J'ajouterai que le CIVEN demeure avant tout une instance collégiale et n'est nullement personnifié par son président. Certes, en assumer la présidence demande du temps, mais ne confère nullement la qualité d'être une autorité décisionnaire en lieu et place du collège.
Nous sommes dans l'interrogation les uns les autres, que ce soit au sein des collectivités locales, qu'au niveau de l'État, de l'efficacité de la gestion de la dépense publique. Je souhaiterais ainsi savoir si, de votre point de vue, le passage par une autorité administrative indépendante induit a priori une économie de gestion, une équivalence de frais de gestion ou une augmentation des coûts de gestion. Ma question ne remet pas du tout en cause ni l'expertise des gens qui y travaillent, ni la qualité du travail qui y est réalisé. Je m'interroge seulement sur les implications budgétaires qu'une telle démarche entraîne. D'ailleurs, j'ai bien compris que, dans un certain nombre d'autorités, des personnes travaillaient bénévolement et je trouve cela d'autant plus respectable au regard de l'expertise de ces personnes. Mais j'ai cru comprendre qu'ici ou là se trouvaient des dépenses supplémentaires !

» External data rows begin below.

//! # zkt-policy: Packed Configuration
//!
//! The contract persists its whole configuration in four 256-bit words:
//!
//! | Word | Contents |
//! |------|----------|
//! | amount policies | mint and burn [`AmountPolicy`], 3 bits each |
//! | mint range | [`AmountRange`] as three 64-bit lanes |
//! | burn range | [`AmountRange`] as three 64-bit lanes |
//! | proof requirements | four [`ProofRequirement`]s, 7 bits each |
//!
//! ## Modules
//!
//! - **`bitfield`**: flag-array ↔ word codec with compile-time non-overlap.
//! - **`amount`**: amount policy and range structs with their validation.
//! - **`requirement`**: the seven proof-requirement flags.
//! - **`store`**: get/set of one operation's slice, preserving the rest.

pub mod amount;
pub mod bitfield;
pub mod requirement;
pub mod store;

pub use amount::{AmountPolicy, AmountRange, RangeField, RangeOverrides};
pub use bitfield::{Flags, Layout};
pub use requirement::ProofRequirement;
pub use store::{ConfigSnapshot, ConfigStore};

S'agissant du CIVEN, je ne vois pas de poste de dépense qui serait directement imputable à la modification de son statut juridique. Le fait d'avoir pris comme option de maintenir le fonctionnement aussi proche qu'il était conduit à la conclusion d'une absence d'effets financiers.
C'est d'ailleurs la raison pour laquelle l'amendement sur le CIVEN n'avait pas été déclaré irrecevable au titre de l'article 40 de la Constitution.
Je note cependant qu'on y retrouve quelques rigidités, y compris dans la réorganisation et la réimplantation de ces services. Il me semble tout de même que la finalité est d'obtenir un service public qui reste au service du plus grand nombre, et non une organisation qui réponde aux demandes, y compris personnelles, des acteurs. On pourrait ainsi penser que le recours à une autorité administrative indépendante donne plus de flexibilité dans une organisation efficiente.
Avez-vous eu connaissance de dossiers impliquant des essais nucléaires autres que ceux dans l'Océan Pacifique ? Certains épisodes ont été relatés.
Un essai nucléaire est en effet bien connu pour avoir été raté et a été d'ailleurs conduit en présence de hautes personnalités. Il y a en effet eu une période durant laquelle de telles informations n'étaient pas accessibles, car elles relevaient du secret-défense. Mais aujourd'hui, l'épisode, auquel vous faites référence, est connu et reconnu. À ce titre, dans notre rôle d'instruction des dossiers, nous sommes amenés à extraire des éléments d'information des documents militaires. En tant que président, je n'ai d'ailleurs aucunement l'impression d'une quelconque forme de rétention d'information. Tout le monde souhaite que l'application de cette loi apporte toute la satisfaction possible aux personnes concernées et l'accès aux sources ne souffre d'aucune difficulté particulière.
Cette audition s'étant déroulée à huis clos, le compte rendu ne sera pas publié.